第10章 オダマキ
side 真人
この間は凄く楽しかったなぁ。
一級術師と戦えて、また新たな発見があったし、経験が積めた。
何より楽しかったのはおひめさまと戯れられたこと。
きれいなおひめさまを汚していくのは堪らなく楽しくて、ゾクゾクと身体が震える程だった。
また会いたいなぁ。
おひめさまは今日は来るかな?
あの七三術師は生きてるかな?
桜里高校の屋上、夏油とふたり、これから始める計画の準備に取り掛かる。
「闇より出でて闇より黒くその穢れを禊ぎ祓え。」
俺の下ろした“帳”が桜里高校を暗闇へと包んでいく。
「おー、できたできた。」
帳を下ろしたのは初めてだけど上出来かな。
「悪いね真人。私の残穢を残すわけにはいかないから。“帳”の効果は?」
「・内からは出られない
・外からは入れる
あくまで呪力の弱い人間はだけど。」
「住宅地での事前告知のない“帳”。すぐに“窓”が通報するだろう。君の考えている絵図が描けるといいね。」
「大丈夫じゃないかな。順平が宿儺の器を引き当てた時点で流れはできてるんだ。2人をぶつけて虎杖悠仁に宿儺優位の“縛り”を科す。」
「漏瑚も君くらい冷静だと助かるんだけどな。」
「アレはアレでカワイイじゃない。それより良かったの?あの指、貴重な呪物なんだろ?」
「いいんだ。少年院の指はすぐに虎杖悠仁が取り込んでしまったからね。

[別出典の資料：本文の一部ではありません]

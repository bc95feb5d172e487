mod advise_cmd;
mod agenda_file;
mod config;
mod logging;
mod search_cmd;

use anyhow::{Context, Result};
use chrono::NaiveDate;
use clap::{Args, Parser, Subcommand};
use std::path::PathBuf;
use tracing::error;
use tripweave_core::Selection;
use tripweave_llm::search::{
    FlightQuery, search_activities, search_flights, search_hotels, suggest_activities,
};

use advise_cmd::{advise, parse_selection, render_advice};
use agenda_file::{agenda_json, load_agenda, save_agenda};
use config::{BackendFlags, resolve_llm_config};
use search_cmd::{AddTarget, finish_search};

#[derive(Parser)]
#[command(name = "tripweave", about = "Trip itinerary advisor")]
struct Cli {
    /// Chat-completions base URL (overrides TRIPWEAVE_BASE_URL)
    #[arg(long, global = true)]
    base_url: Option<String>,

    /// Model name (overrides TRIPWEAVE_MODEL)
    #[arg(long, global = true)]
    model: Option<String>,

    /// Request timeout in seconds, 0 for none (overrides TRIPWEAVE_TIMEOUT_SECS)
    #[arg(long, global = true)]
    timeout_secs: Option<u64>,

    /// Directory for the JSON trace log
    #[arg(long, global = true, default_value = "logs")]
    log_dir: PathBuf,

    #[command(subcommand)]
    command: Commands,
}

#[derive(Subcommand)]
enum Commands {
    /// Ask for two alternative itineraries around the pinned items
    Advise {
        /// Agenda JSON file
        agenda: PathBuf,
        /// Apply 'original' or alternative N (1-based)
        #[arg(long, value_parser = parse_selection)]
        select: Option<Selection>,
        /// Write the applied agenda here instead of stdout
        #[arg(long, requires = "select")]
        output: Option<PathBuf>,
        /// Re-run a failed round this many times
        #[arg(long, default_value_t = 0)]
        retries: u32,
    },
    /// Search for flights, hotels or activities
    Search {
        #[command(subcommand)]
        target: SearchTarget,
    },
    /// Quick activity ideas for a free-form request
    Suggest {
        prompt: String,
    },
}

#[derive(Subcommand)]
enum SearchTarget {
    /// Round-trip flight options
    Flights {
        origin: String,
        destination: String,
        /// Outbound date (YYYY-MM-DD)
        #[arg(long)]
        depart: NaiveDate,
        /// Return date (YYYY-MM-DD)
        #[arg(long = "return")]
        return_date: NaiveDate,
        #[command(flatten)]
        add: AddArgs,
    },
    /// Hotel options in a location
    Hotels {
        location: String,
        /// Check-in date (YYYY-MM-DD), prices the full stay with --check-out
        #[arg(long, requires = "check_out")]
        check_in: Option<NaiveDate>,
        #[arg(long, requires = "check_in")]
        check_out: Option<NaiveDate>,
        #[command(flatten)]
        add: AddArgs,
    },
    /// Activity options in a location matching a request
    Activities {
        location: String,
        request: String,
        /// Date to attach to the added item (YYYY-MM-DD)
        #[arg(long)]
        date: Option<NaiveDate>,
        #[command(flatten)]
        add: AddArgs,
    },
}

#[derive(Args)]
struct AddArgs {
    /// Append the picked option to this agenda file
    #[arg(long)]
    add_to: Option<PathBuf>,
    /// Option number to add (1-based)
    #[arg(long, requires = "add_to")]
    pick: Option<usize>,
    /// Time for the added item (defaults to the option's own or 00:00)
    #[arg(long, requires = "add_to")]
    at: Option<String>,
}

impl AddArgs {
    fn target(&self) -> AddTarget<'_> {
        AddTarget {
            agenda: self.add_to.as_deref(),
            pick: self.pick,
            at: self.at.as_deref(),
        }
    }
}

#[tokio::main]
async fn main() {
    let cli = Cli::parse();

    let guard = match logging::init_tracing(&cli.log_dir) {
        Ok(guard) => Some(guard),
        Err(e) => {
            eprintln!("warning: file logging disabled: {e:#}");
            None
        }
    };

    if let Err(e) = run(cli).await {
        error!("{:#}", e);
        eprintln!("error: {e:#}");
        // flush the file log before exiting
        drop(guard);
        std::process::exit(1);
    }
}

async fn run(cli: Cli) -> Result<()> {
    let config = resolve_llm_config(&BackendFlags {
        base_url: cli.base_url,
        model: cli.model,
        timeout_secs: cli.timeout_secs,
    });

    match cli.command {
        Commands::Advise {
            agenda,
            select,
            output,
            retries,
        } => {
            let agenda = load_agenda(&agenda)?;
            let client = tripweave_llm::LlmClient::new(config);
            let report = advise(&client, &agenda, select, retries).await?;

            match (report.applied, output) {
                (Some(applied), Some(path)) => {
                    println!("{}", render_advice(&report.advice));
                    save_agenda(&path, &applied)?;
                    println!("Applied agenda written to {}", path.display());
                }
                (Some(applied), None) => {
                    // stdout carries the JSON; the listing goes to stderr
                    eprintln!("{}", render_advice(&report.advice));
                    println!("{}", agenda_json(&applied)?);
                }
                (None, _) => println!("{}", render_advice(&report.advice)),
            }
        }
        Commands::Search { target } => match target {
            SearchTarget::Flights {
                origin,
                destination,
                depart,
                return_date,
                add,
            } => {
                let query = FlightQuery {
                    origin,
                    destination,
                    depart,
                    return_date,
                };
                let flights = search_flights(&query, config)
                    .await
                    .context("Flight search failed")?;
                finish_search(&flights, &add.target(), |f| f.into_item())?;
            }
            SearchTarget::Hotels {
                location,
                check_in,
                check_out,
                add,
            } => {
                let hotels = search_hotels(&location, config)
                    .await
                    .context("Hotel search failed")?;
                let stay = check_in.zip(check_out);
                finish_search(&hotels, &add.target(), |h| h.into_item(stay))?;
            }
            SearchTarget::Activities {
                location,
                request,
                date,
                add,
            } => {
                let activities = search_activities(&request, &location, config)
                    .await
                    .context("Activity search failed")?;
                finish_search(&activities, &add.target(), |a| a.into_item(date))?;
            }
        },
        Commands::Suggest { prompt } => {
            let suggestions = suggest_activities(&prompt, config)
                .await
                .context("Suggestion request failed")?;
            for (i, suggestion) in suggestions.iter().enumerate() {
                println!("{}. {}", i + 1, suggestion.name);
                if !suggestion.description.is_empty() {
                    println!("   {}", suggestion.description.replace('\n', "\n   "));
                }
            }
        }
    }
    Ok(())
}

#[cfg(test)]
mod tests {
    use super::*;
    use clap::CommandFactory;

    #[test]
    fn cli_definition_is_consistent() {
        Cli::command().debug_assert();
    }

    #[test]
    fn advise_flags_parse() {
        let cli = Cli::try_parse_from([
            "tripweave",
            "advise",
            "trip.json",
            "--select",
            "2",
            "--output",
            "out.json",
            "--retries",
            "3",
            "--model",
            "gpt-4o-mini",
        ])
        .unwrap();
        assert_eq!(cli.model.as_deref(), Some("gpt-4o-mini"));
        let Commands::Advise {
            select, retries, ..
        } = cli.command
        else {
            panic!("expected advise");
        };
        assert_eq!(select, Some(Selection::Alternative(1)));
        assert_eq!(retries, 3);
    }

    #[test]
    fn output_without_select_is_rejected() {
        assert!(
            Cli::try_parse_from(["tripweave", "advise", "trip.json", "--output", "o.json"])
                .is_err()
        );
    }

    #[test]
    fn flight_dates_are_checked() {
        let ok = Cli::try_parse_from([
            "tripweave", "search", "flights", "SFO", "CDG", "--depart", "2024-03-01", "--return",
            "2024-03-07",
        ]);
        assert!(ok.is_ok());

        let bad = Cli::try_parse_from([
            "tripweave", "search", "flights", "SFO", "CDG", "--depart", "March 1", "--return",
            "2024-03-07",
        ]);
        assert!(bad.is_err());
    }

    #[test]
    fn pick_requires_add_to() {
        let parsed = Cli::try_parse_from([
            "tripweave", "search", "hotels", "Paris", "--pick", "2",
        ]);
        assert!(parsed.is_err());
    }
}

吉野順平の家に仕掛けた方は高専に回収させたい。」
「悪巧み?」
夏油はどんな楽しいことを考えているんだろ。
「まぁね。それじゃあ私はお暇させてもらうよ。」
「夏油も見てけばいいのに。きっと楽しいよ。愚かな子供が死ぬ所はさ。」
歩いて行く夏油の背中にもう一度声を掛けた。
「夏油。」
「ん?」
「呪いでも本当にきれいなモノはきれいだと感じるんだね。ほんの少しだけ人間の気持ちが分かったよ。」
「.....。」
「どうして皆、そんなにおひめさまのことを欲しがるのか...分かった気がするんだ。」
またあの時のことを思い出して身体がゾクゾクと震えた。
「人間の汚い欲ってのは最高の呪いになるね。」
「ふふ...あまり夢中にならないようにね。」
「分かってる。」
分かってる。
俺はもう既にキミに夢中なんだ。